Toumy Guettouche, CSO of Mercy BioAnalytics, who is an NGS expert but was not involved in the study, said the Google preprint "shows what Element has been claiming — that they are more accurate than Illumina sequencing and that they can do longer insert lengths than Illumina."
However, given that the study demonstrated that Element sequencing is more accurate than Illumina mainly at lower sequencing coverages, Guettouche said it remains to be seen how much difference there is between the two technologies at higher sequencing depths beyond 50X.
In the research setting, he explained, people typically sequence at fairly low depth — 60X for whole-exome sequencing and around 30X for whole-genome sequencing. However, for clinical sequencing, people usually sequence at higher depths. "It seems like from the data that they presented, that benefit is less pronounced in that," he noted.
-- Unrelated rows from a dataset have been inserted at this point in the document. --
//! Prometheus metrics

use std::time::Duration;

/// Latency metric types
#[derive(Debug, Clone, Copy)]
pub enum LatencyMetric {
    /// Signal-to-decision sizing latency
    Sizing,
    /// Order submission latency
    OrderSubmission,
    /// Full monitor cycle latency
    MonitorCycle,
}

/// Gauge metric types
#[derive(Debug, Clone, Copy)]
pub enum GaugeMetric {
    /// Current equity
    Equity,
    /// Unrealized P&L
    UnrealizedPnl,
    /// Realized P&L
    RealizedPnl,
    /// Open position count
    OpenPositions,
    /// Positions stuck in the error state
    ErrorPositions,
    /// Total exposure
    TotalExposure,
    /// Current drawdown fraction
    Drawdown,
    /// Rolling order failure rate
    OrderFailureRate,
}

/// Record a latency measurement
pub fn record_latency(metric: LatencyMetric, duration: Duration) {
    let name = match metric {
        LatencyMetric::Sizing => "riskpilot_sizing_latency_ms",
        LatencyMetric::OrderSubmission => "riskpilot_order_submission_latency_ms",
        LatencyMetric::MonitorCycle => "riskpilot_monitor_cycle_latency_ms",
    };
    metrics::histogram!(name).record(duration.as_millis() as f64);
}

/// Set a gauge value
pub fn set_gauge(metric: GaugeMetric, value: f64) {
    let name = match metric {
        GaugeMetric::Equity => "riskpilot_equity_usd",
        GaugeMetric::UnrealizedPnl => "riskpilot_unrealized_pnl_usd",
        GaugeMetric::RealizedPnl => "riskpilot_realized_pnl_usd",
        GaugeMetric::OpenPositions => "riskpilot_open_positions",
        GaugeMetric::ErrorPositions => "riskpilot_error_positions",
        GaugeMetric::TotalExposure => "riskpilot_total_exposure_usd",
        GaugeMetric::Drawdown => "riskpilot_drawdown",
        GaugeMetric::OrderFailureRate => "riskpilot_order_failure_rate",
    };
    metrics::gauge!(name).set(value);
}
//! Risk engine types

use rust_decimal::Decimal;
use serde::{Deserialize, Serialize};
use thiserror::Error;

use crate::risk::BreakerReason;

/// Risk engine errors (truly exceptional conditions only; expected
/// rejections travel inside `RiskDecision`)
#[derive(Debug, Error)]
pub enum RiskError {
    /// Symbol missing from configuration
    #[error("unknown symbol: {0}")]
    UnknownSymbol(String),
    /// Not enough return history for the requested calculation
    #[error("insufficient history for {symbol}: {have} observations, need {need}")]
    InsufficientHistory {
        symbol: String,
        have: usize,
        need: usize,
    },
}

/// Why a signal was rejected rather than sized
#[derive(Debug, Clone, PartialEq, Eq, Serialize, Deserialize)]
pub enum RejectReason {
    /// Confidence below the configured floor
    LowConfidence,
    /// Direction was hold (or otherwise non-actionable)
    NotActionable,
    /// Non-positive price or balance
    InvalidInput,
    /// A session circuit breaker is active
    BreakerActive(BreakerReason),
    /// Cannot reach minimum notional without breaching the exposure cap
    BelowMinNotional,
}

/// Trailing-stop configuration attached to a decision
#[derive(Debug, Clone, Copy, Serialize, Deserialize)]
pub struct TrailingConfig {
    /// Unrealized profit fraction that activates the trail
    pub trigger_pct: Decimal,
    /// Trail distance as a fraction of current price
    pub distance_pct: Decimal,
}

/// Sizing decision for one accepted signal; immutable once produced
#[derive(Debug, Clone, Serialize, Deserialize)]
pub struct RiskDecision {
    pub symbol: String,
    /// Quantity in base units; zero when rejected
    pub quantity: Decimal,
    /// Entry reference price
    pub entry_price: Decimal,
    /// Protective stop
    pub stop_price: Decimal,
    /// Profit target
    pub target_price: Decimal,
    /// Leverage for the position
    pub leverage: u32,
    /// Exposure cap that bounded the size
    pub max_notional: Decimal,
    /// Currency at risk between entry and stop
    pub risk_amount: Decimal,
    /// Risk as a fraction of balance
    pub risk_fraction: Decimal,
    /// Trailing-stop parameters for the ledger
    pub trailing: TrailingConfig,
    /// Set when the signal was rejected
    pub reject_reason: Option<RejectReason>,
}

impl RiskDecision {
    /// A zero-quantity rejection carrying its reason
    pub fn rejected(symbol: impl Into<String>, reason: RejectReason) -> Self {
        Self {
            symbol: symbol.into(),
            quantity: Decimal::ZERO,
            entry_price: Decimal::ZERO,
            stop_price: Decimal::ZERO,
            target_price: Decimal::ZERO,
            leverage: 1,
            max_notional: Decimal::ZERO,
            risk_amount: Decimal::ZERO,
            risk_fraction: Decimal::ZERO,
            trailing: TrailingConfig {
                trigger_pct: Decimal::ZERO,
                distance_pct: Decimal::ZERO,
            },
            reject_reason: Some(reason),
        }
    }

    /// Whether the decision authorizes a trade
    pub fn accepted(&self) -> bool {
        self.reject_reason.is_none() && self.quantity > Decimal::ZERO
    }

    /// Notional exposure of the sized position
    pub fn notional(&self) -> Decimal {
        self.quantity * self.entry_price
    }
}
Even though the Element sequencing accuracy seems to be higher than Illumina's, Guettouche said it is unclear what the actual benefits of this are. "Let's say you can sequence at 20X depth of coverage instead of 30X, how much money do you actually save with that?" he asked.
Echoing Aquino’s point, Guettouche also said the current benchmarking study only represents part of the whole picture when comparing different sequencing technologies.
"When you look at a decision in terms of sequencing or what is important for customers, it is not only accuracy," he pointed out, adding that the study did not quite explore other important factors, such as GC bias, uniformity of coverage, sample prep, platform and operational costs, instrument downtime, and customer support.
Furthermore, Guettouche said that while Element’s augmented accuracy is an improvement on short-read sequencing, "it is an evolutionary step, but not a revolutionary one," especially given the backdrop of other short-read companies, such as Singular Genomics, Complete Genomics, and Ultima Genomics, as well as the technological advancements enabled by single-molecule sequencing companies including Pacific Biosciences and Oxford Nanopore Technologies.
Although Guettouche thinks competition is great for customers, he said it remains to be seen if any of the new sequencing companies can make significant inroads and take some market share from Illumina, which he believes is still "essentially a monopoly."
Currently, "nobody is going to be fired because they bought an Illumina sequencer," he said. "But you can't be 100 percent sure about the other companies."